Conley’s research is a component of the growing discipline of geroscience research, the study of the biology of aging. Aging itself is one of the biggest risk factors for disease, and many of the cellular mechanisms of aging are common across a wide range of pathologies.
“The things that go wrong in the blood vessel cells in the brain that can lead to dementia are some of the same things that can go wrong in the retina and lead to age-related macular degeneration. And some of those same cellular mechanisms can contribute to the development of Alzheimer’s disease pathologies or Parkinson’s disease pathologies. Among geroscience researchers, there is a lot of interest in what we call the basic cellular mechanisms of aging. We’re not looking specifically at the disease, but how the cells change as we age, and how that increases our risk for a variety of pathologies.”
As people live longer, research like Conley’s is especially important.
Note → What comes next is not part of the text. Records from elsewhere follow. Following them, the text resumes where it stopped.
//! Status-update repository — the append-only audit trail.
//!
//! One row is created per status transition (and per payment event, using
//! the sentinel strings). There are deliberately no update or delete
//! methods: audit rows are immutable once written.

use letsema_core::StatusUpdateId;
use rusqlite::{Connection, Row, params};

use crate::errors::Result;
use crate::sqlite::row_types::StatusUpdateRow;

/// Options for appending a status-update row.
pub struct AppendStatusUpdateOptions<'a> {
    /// Loan the transition belongs to.
    pub loan_id: &'a str,
    /// Status before the transition (empty for the initial submission row).
    pub old_status: &'a str,
    /// Status after the transition — a lifecycle status or payment sentinel.
    pub new_status: &'a str,
    /// Actor who made the change.
    pub updated_by: Option<&'a str>,
    /// Free-text notes.
    pub notes: &'a str,
}

/// Status-update repository — stateless, every method takes `&Connection`.
pub struct StatusUpdateRepo;

impl StatusUpdateRepo {
    /// Append an audit row.
    pub fn append(
        conn: &Connection,
        opts: &AppendStatusUpdateOptions<'_>,
    ) -> Result<StatusUpdateRow> {
        let id = StatusUpdateId::new().into_inner();
        let now = chrono::Utc::now().to_rfc3339();
        let _ = conn.execute(
            "INSERT INTO loan_status_updates (id, loan_id, old_status, new_status, updated_by, timestamp, notes)
             VALUES (?1, ?2, ?3, ?4, ?5, ?6, ?7)",
            params![
                id,
                opts.loan_id,
                opts.old_status,
                opts.new_status,
                opts.updated_by,
                now,
                opts.notes
            ],
        )?;
        Ok(StatusUpdateRow {
            id,
            loan_id: opts.loan_id.to_string(),
            old_status: opts.old_status.to_string(),
            new_status: opts.new_status.to_string(),
            updated_by: opts.updated_by.map(String::from),
            timestamp: now,
            notes: opts.notes.to_string(),
        })
    }

    /// List a loan's audit trail in chronological order.
    pub fn list_for_loan(conn: &Connection, loan_id: &str) -> Result<Vec<StatusUpdateRow>> {
        let mut stmt = conn.prepare(
            "SELECT id, loan_id, old_status, new_status, updated_by, timestamp, notes
             FROM loan_status_updates WHERE loan_id = ?1 ORDER BY timestamp, id",
        )?;
        let rows = stmt
            .query_map(params![loan_id], map_row)?
            .collect::<std::result::Result<Vec<_>, _>>()?;
        Ok(rows)
    }

    /// Count a loan's audit rows carrying the given `new_status`.
    ///
    /// Used by credit aggregation to derive repayment and late-payment
    /// counts from the PAYMENT_RECEIVED / PAYMENT_LATE sentinels.
    pub fn count_with_status(conn: &Connection, loan_id: &str, new_status: &str) -> Result<i64> {
        let count: i64 = conn.query_row(
            "SELECT COUNT(*) FROM loan_status_updates WHERE loan_id = ?1 AND new_status = ?2",
            params![loan_id, new_status],
            |row| row.get(0),
        )?;
        Ok(count)
    }

    /// Count audit rows with the given `new_status` across all of a
    /// borrower's loans.
    pub fn count_for_borrower_with_status(
        conn: &Connection,
        borrower_id: &str,
        new_status: &str,
    ) -> Result<i64> {
        let count: i64 = conn.query_row(
            "SELECT COUNT(*) FROM loan_status_updates u
             JOIN loan_applications l ON l.id = u.loan_id
             WHERE l.borrower_id = ?1 AND u.new_status = ?2",
            params![borrower_id, new_status],
            |row| row.get(0),
        )?;
        Ok(count)
    }
}

fn map_row(row: &Row<'_>) -> rusqlite::Result<StatusUpdateRow> {
    Ok(StatusUpdateRow {
        id: row.get(0)?,
        loan_id: row.get(1)?,
        old_status: row.get(2)?,
        new_status: row.get(3)?,
        updated_by: row.get(4)?,
        timestamp: row.get(5)?,
        notes: row.get(6)?,
    })
}

// ─────────────────────────────────────────────────────────────────────────────
// Tests
// ─────────────────────────────────────────────────────────────────────────────
//! # letsema-sync
//!
//! Loan-lifecycle orchestration for the Letsema lending platform.
//!
//! This is the layer the external handlers invoke: application submission,
//! decisions (with federation on approval), lifecycle transitions, payment
//! events, and credit-history reads — plus the operational sweeps
//! (reconciliation of unfederated approvals, bulk backfills).

#![deny(unsafe_code)]

pub mod backfill;
pub mod errors;
pub mod reconcile;
pub mod service;

pub use backfill::{BackfillSummary, backfill_credit_histories, sync_borrowers};
pub use errors::{Result, SyncError};
pub use reconcile::{ReconcileSummary, reconcile_unfederated};
pub use service::LifecycleService;
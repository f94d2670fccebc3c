//! Sample credit-history documents for development fixtures.
//!
//! Produces a plausible document for a national id without touching any
//! backend. Used to seed demo environments and cache round-trip tests.

use chrono::{Duration, Utc};
use rand::Rng;

use crate::history::{CreditHistory, InquiryEntry, LoanRef, PaymentHistoryEntry, clamp_score};

/// Generate a sample document with randomized but in-range values.
#[must_use]
pub fn sample_history(national_id: &str) -> CreditHistory {
    let mut rng = rand::rng();
    let now = Utc::now();

    let payment_history = (1..=12)
        .map(|i| {
            let date = (now - Duration::days(i * 30)).to_rfc3339();
            PaymentHistoryEntry {
                loan_id: LoanRef::Partner(i),
                amount: f64::from(rng.random_range(100..=1000)),
                status: if i % 4 == 0 { "late" } else { "paid" }.to_string(),
                application_date: Some(date.clone()),
                approval_date: Some(date),
                repayments_count: rng.random_range(0..=12),
                late_payments: rng.random_range(0..=3),
            }
        })
        .collect();

    let inquiries = (1..=5)
        .map(|i| InquiryEntry {
            date: (now - Duration::days(i * 90)).to_rfc3339(),
            inquirer: format!("Bank_{i}"),
            purpose: if i % 2 == 0 { "credit" } else { "loan" }.to_string(),
        })
        .collect();

    CreditHistory {
        national_id: national_id.to_string(),
        credit_score: clamp_score(rng.random_range(300..=850)),
        active_loans: rng.random_range(0..=5),
        total_debt: f64::from(rng.random_range(0..=50_000)),
        payment_history,
        inquiries,
        created_at: now.to_rfc3339(),
        updated_at: now.to_rfc3339(),
    }
}

// ─────────────────────────────────────────────────────────────────────────────
// Tests
// ─────────────────────────────────────────────────────────────────────────────
//! Settings error types.

use thiserror::Error;

/// Errors that can occur when loading or parsing settings.
#[derive(Debug, Error)]
pub enum SettingsError {
    /// Failed to read the settings file from disk.
    #[error("failed to read settings file: {0}")]
    Io(#[from] std::io::Error),
    /// Failed to parse JSON in the settings file.
    #[error("failed to parse settings JSON: {0}")]
    Json(#[from] serde_json::Error),
    /// A settings value was invalid (e.g., out of range).
    #[error("invalid settings value: {0}")]
    InvalidValue(String),
}

/// Result type for settings operations.
pub type Result<T> = std::result::Result<T, SettingsError>;

// ─────────────────────────────────────────────────────────────────────────────
// Tests
// ─────────────────────────────────────────────────────────────────────────────
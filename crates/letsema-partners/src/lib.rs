//! # letsema-partners
//!
//! Partner cluster access for the Letsema lending platform.
//!
//! Each microfinance institution operates its own database ("cluster"),
//! reachable only through the [`gateway::PartnerGateway`]. On top of the
//! gateway sit:
//!
//! - **[`identity`]**: borrower identity resolution across systems with no
//!   shared primary keys (email / national-id match, create on miss)
//! - **[`federation`]**: mirroring approved central loans into the owning
//!   partner's schema, keyed by the `"LETSEMA-{loan id}"` reference
//! - **[`provision`]**: bootstrap of the fixed partner schema contract for
//!   locally hosted clusters and tests
//!
//! The cluster set is closed ([`cluster::Cluster`]); connection parameters
//! arrive as an immutable [`config::PartnerConfig`] at construction.

#![deny(unsafe_code)]

pub mod cluster;
pub mod config;
pub mod errors;
pub mod federation;
pub mod gateway;
pub mod identity;
pub mod provision;

pub use cluster::Cluster;
pub use config::PartnerConfig;
pub use errors::{PartnerError, Result};
pub use federation::{
    EXTERNAL_REFERENCE_PREFIX, external_reference, federate_approved_loan,
    find_partner_loan_by_reference,
};
pub use gateway::{PartnerGateway, PartnerRow, value_as_f64, value_as_i64, value_as_text};
pub use identity::{
    BorrowerIdentity, DEFAULT_PARTNER_CREDIT_SCORE, find_borrower, resolve_or_create_borrower,
};
pub use provision::provision_cluster;
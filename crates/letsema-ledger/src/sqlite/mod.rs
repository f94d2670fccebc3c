//! `SQLite` backend for the central ledger.
//!
//! Provides connection pooling, schema migrations, and repository
//! implementations for all ledger operations.
//!
//! # Architecture
//!
//! - **[`connection`]**: `r2d2` connection pool with WAL mode, foreign keys,
//!   and performance pragmas applied to every connection.
//! - **[`migrations`]**: Version-tracked schema evolution. Migrations are
//!   embedded at compile time and run transactionally.
//! - **[`row_types`]**: Raw database row structs for `rusqlite` row mapping.
//! - **[`repositories`]**: Stateless repository structs — each method takes
//!   `&Connection` and executes SQL. No shared mutable state.

pub mod connection;
pub mod migrations;
pub mod repositories;
pub mod row_types;

pub use connection::{
    ConnectionConfig, ConnectionPool, PooledConnection, PragmaState, new_file, new_in_memory,
    verify_pragmas,
};
pub use migrations::{current_version, latest_version, run_migrations};
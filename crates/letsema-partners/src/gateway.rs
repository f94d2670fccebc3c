//! Partner connection gateway.
//!
//! The single choke point for partner cluster access: every read and write
//! against a partner database goes through [`PartnerGateway::execute`].
//!
//! Connections are deliberately not pooled or reused. Each logical operation
//! opens a connection, issues its statements, and releases it on every exit
//! path — partner databases are owned by the partners, and holding
//! connections open across operations is not ours to decide.
//!
//! The gateway never retries. Callers see [`PartnerError::ConnectionFailed`]
//! or [`PartnerError::QueryFailed`] and decide for themselves; every failure
//! is logged here with the cluster name first.

use rusqlite::types::Value;
use rusqlite::{Connection, params_from_iter};
use tracing::{debug, error};

use crate::cluster::Cluster;
use crate::config::PartnerConfig;
use crate::errors::{PartnerError, Result};

/// A row returned from a partner cluster: one dynamically typed value per
/// column.
pub type PartnerRow = Vec<Value>;

/// Gateway over the configured partner clusters.
#[derive(Clone, Debug)]
pub struct PartnerGateway {
    config: PartnerConfig,
}

impl PartnerGateway {
    /// Create a gateway over the given (immutable) configuration.
    #[must_use]
    pub fn new(config: PartnerConfig) -> Self {
        Self { config }
    }

    /// The configuration this gateway was built with.
    #[must_use]
    pub fn config(&self) -> &PartnerConfig {
        &self.config
    }

    /// Execute one statement against a partner cluster and return all rows.
    ///
    /// Statements with a result set (SELECT, INSERT … RETURNING) yield their
    /// rows; plain writes yield an empty vec. The connection is scoped to
    /// this call.
    pub fn execute(&self, cluster: Cluster, sql: &str, params: &[Value]) -> Result<Vec<PartnerRow>> {
        debug!(%cluster, "executing partner statement");
        let conn = self.open(cluster)?;
        let result = run_statement(&conn, cluster, sql, params);
        if let Err(err) = &result {
            error!(%cluster, %err, "partner statement failed");
        }
        result
    }

    fn open(&self, cluster: Cluster) -> Result<Connection> {
        let path = self
            .config
            .db_path(cluster)
            .ok_or(PartnerError::ClusterNotConfigured(cluster))?;
        let conn = Connection::open(path).map_err(|source| {
            error!(%cluster, %source, "partner connection failed");
            PartnerError::ConnectionFailed { cluster, source }
        })?;
        conn.execute_batch("PRAGMA foreign_keys = ON; PRAGMA busy_timeout = 5000;")
            .map_err(|source| {
                error!(%cluster, %source, "partner connection failed");
                PartnerError::ConnectionFailed { cluster, source }
            })?;
        Ok(conn)
    }
}

fn run_statement(
    conn: &Connection,
    cluster: Cluster,
    sql: &str,
    params: &[Value],
) -> Result<Vec<PartnerRow>> {
    let mut stmt = conn
        .prepare(sql)
        .map_err(|source| PartnerError::QueryFailed { cluster, source })?;
    let column_count = stmt.column_count();
    let rows = stmt
        .query_map(params_from_iter(params.iter()), |row| {
            let mut values = Vec::with_capacity(column_count);
            for i in 0..column_count {
                values.push(row.get::<_, Value>(i)?);
            }
            Ok(values)
        })
        .map_err(|source| PartnerError::QueryFailed { cluster, source })?
        .collect::<rusqlite::Result<Vec<_>>>()
        .map_err(|source| PartnerError::QueryFailed { cluster, source })?;
    Ok(rows)
}

// ─────────────────────────────────────────────────────────────────────────────
// Row value helpers
// ─────────────────────────────────────────────────────────────────────────────

/// Read a column as an integer.
#[must_use]
pub fn value_as_i64(value: &Value) -> Option<i64> {
    match value {
        Value::Integer(n) => Some(*n),
        _ => None,
    }
}

/// Read a column as a float. SQLite sums and literals may surface as
/// integers, so both numeric affinities are accepted.
#[must_use]
pub fn value_as_f64(value: &Value) -> Option<f64> {
    match value {
        Value::Real(f) => Some(*f),
        #[allow(clippy::cast_precision_loss)]
        Value::Integer(n) => Some(*n as f64),
        _ => None,
    }
}

/// Read a column as text. NULL yields `None`.
#[must_use]
pub fn value_as_text(value: &Value) -> Option<&str> {
    match value {
        Value::Text(s) => Some(s),
        _ => None,
    }
}

// ─────────────────────────────────────────────────────────────────────────────
// Tests
// ─────────────────────────────────────────────────────────────────────────────
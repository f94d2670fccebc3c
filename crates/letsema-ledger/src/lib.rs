//! # letsema-ledger
//!
//! Central ledger `SQLite` backend for the Letsema lending platform.
//!
//! Responsible for:
//!
//! - **Borrowers / institutions / loans / status updates**: the relational
//!   source of truth, with the append-only audit trail
//! - **`SQLite` backend**: `rusqlite` facade with repository pattern
//!   (borrower, institution, loan, status update)
//! - **`LedgerStore`**: transactional facade for submission, decisions,
//!   lifecycle transitions, and payment events
//! - **Migrations**: version-tracked SQL schema evolution

#![deny(unsafe_code)]

pub mod errors;
pub mod sqlite;
pub mod store;

pub use errors::{LedgerError, Result};
pub use sqlite::row_types::{BorrowerRow, InstitutionRow, LoanRow, StatusUpdateRow};
pub use store::{
    DecisionOptions, DecisionResult, LedgerStore, SubmitLoanOptions, SubmitLoanResult,
};
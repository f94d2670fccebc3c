//! Loan status enumeration and audit-trail sentinels.
//!
//! [`LoanStatus`] covers the central ledger's lifecycle states. The audit
//! trail (`loan_status_updates`) stores free-form status strings so it can
//! also carry payment events that are not lifecycle states — those use the
//! [`PAYMENT_RECEIVED`] / [`PAYMENT_LATE`] sentinels.

use serde::{Deserialize, Serialize};
use std::fmt;

/// Audit sentinel recorded when a repayment arrives on time.
pub const PAYMENT_RECEIVED: &str = "PAYMENT_RECEIVED";

/// Audit sentinel recorded when a repayment is late. Late-payment counts in
/// credit aggregation are derived by counting these rows.
pub const PAYMENT_LATE: &str = "PAYMENT_LATE";

/// Lifecycle status of a central loan application.
#[derive(Clone, Copy, Debug, PartialEq, Eq, Hash, Serialize, Deserialize)]
#[serde(rename_all = "SCREAMING_SNAKE_CASE")]
pub enum LoanStatus {
    /// Submitted, awaiting a decision.
    Pending,
    /// Approved by the institution; federation into the partner cluster is
    /// attempted on this transition.
    Approved,
    /// Rejected by the institution.
    Rejected,
    /// Funds released to the borrower.
    Disbursed,
    /// Fully repaid (terminal).
    Repaid,
    /// Written off (terminal).
    Defaulted,
}

impl LoanStatus {
    /// All statuses, in lifecycle order.
    pub const ALL: [Self; 6] = [
        Self::Pending,
        Self::Approved,
        Self::Rejected,
        Self::Disbursed,
        Self::Repaid,
        Self::Defaulted,
    ];

    /// The SQL/wire representation.
    #[must_use]
    pub fn as_str(self) -> &'static str {
        match self {
            Self::Pending => "PENDING",
            Self::Approved => "APPROVED",
            Self::Rejected => "REJECTED",
            Self::Disbursed => "DISBURSED",
            Self::Repaid => "REPAID",
            Self::Defaulted => "DEFAULTED",
        }
    }

    /// Parse the SQL/wire representation. Returns `None` for anything else,
    /// including the payment sentinels.
    #[must_use]
    pub fn parse(s: &str) -> Option<Self> {
        match s {
            "PENDING" => Some(Self::Pending),
            "APPROVED" => Some(Self::Approved),
            "REJECTED" => Some(Self::Rejected),
            "DISBURSED" => Some(Self::Disbursed),
            "REPAID" => Some(Self::Repaid),
            "DEFAULTED" => Some(Self::Defaulted),
            _ => None,
        }
    }

    /// Whether the loan has reached a closed state.
    #[must_use]
    pub fn is_terminal(self) -> bool {
        matches!(self, Self::Repaid | Self::Defaulted)
    }

    /// Whether this status is a valid decision outcome for a pending
    /// application.
    #[must_use]
    pub fn is_decision(self) -> bool {
        matches!(self, Self::Approved | Self::Rejected)
    }
}

impl fmt::Display for LoanStatus {
    fn fmt(&self, f: &mut fmt::Formatter<'_>) -> fmt::Result {
        f.write_str(self.as_str())
    }
}

// ─────────────────────────────────────────────────────────────────────────────
// Tests
// ─────────────────────────────────────────────────────────────────────────────
//! Branded ID newtypes for type safety.
//!
//! Every central-ledger entity has a distinct ID type implemented as a
//! newtype wrapper around `String`. This prevents accidentally passing a
//! borrower ID where a loan ID is expected.
//!
//! All IDs are UUID v7 (time-ordered) with a short entity prefix, generated
//! via [`uuid::Uuid::now_v7`]. Partner-side rows keep their own integer
//! serial keys and are never wrapped in these types.

use serde::{Deserialize, Serialize};
use std::fmt;
use uuid::Uuid;

macro_rules! branded_id {
    ($(#[$meta:meta])* $name:ident, $prefix:literal) => {
        $(#[$meta])*
        #[derive(Clone, Debug, PartialEq, Eq, Hash, Serialize, Deserialize)]
        #[serde(transparent)]
        pub struct $name(String);

        impl $name {
            /// Create a new random ID (prefixed UUID v7, time-ordered).
            #[must_use]
            pub fn new() -> Self {
                Self(format!(concat!($prefix, "_{}"), Uuid::now_v7()))
            }

            /// Create from an existing string value.
            #[must_use]
            pub fn from_string(s: String) -> Self {
                Self(s)
            }

            /// Return the inner string as a slice.
            #[must_use]
            pub fn as_str(&self) -> &str {
                &self.0
            }

            /// Consume self and return the inner `String`.
            #[must_use]
            pub fn into_inner(self) -> String {
                self.0
            }
        }

        impl Default for $name {
            fn default() -> Self {
                Self::new()
            }
        }

        impl std::ops::Deref for $name {
            type Target = str;
            fn deref(&self) -> &str {
                &self.0
            }
        }

        impl AsRef<str> for $name {
            fn as_ref(&self) -> &str {
                &self.0
            }
        }

        impl fmt::Display for $name {
            fn fmt(&self, f: &mut fmt::Formatter<'_>) -> fmt::Result {
                f.write_str(&self.0)
            }
        }

        impl From<String> for $name {
            fn from(s: String) -> Self {
                Self(s)
            }
        }

        impl From<&str> for $name {
            fn from(s: &str) -> Self {
                Self(s.to_string())
            }
        }
    };
}

branded_id!(
    /// Central borrower profile ID (`bor_…`).
    BorrowerId,
    "bor"
);

branded_id!(
    /// Microfinance institution ID (`mfi_…`).
    InstitutionId,
    "mfi"
);

branded_id!(
    /// Central loan application ID (`loan_…`).
    LoanId,
    "loan"
);

branded_id!(
    /// Loan status update (audit row) ID (`lsu_…`).
    StatusUpdateId,
    "lsu"
);

// ─────────────────────────────────────────────────────────────────────────────
// Tests
// ─────────────────────────────────────────────────────────────────────────────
Medical advancements may be able to keep people alive longer, but many will be diagnosed with conditions that significantly decrease their quality of life.
“As we have longer life spans, it’s really important to identify ways to simultaneously promote increased health spans,” she said. “It’s very challenging when you have loved ones who have severe illness or cognitive impairment, yet they are not dying; they are physically able to keep living. We want to help people stay healthier longer.”
Research reported in this news release is supported by the National Institute on Aging, a component of the National Institutes of Health, under the award number 1R01AG070915-01A1. Federal funds were secured with the help of seed grants from the Presbyterian Health Foundation, the OU College of Medicine Alumni Association, and the Oklahoma Center for the Advancement of Science and Technology.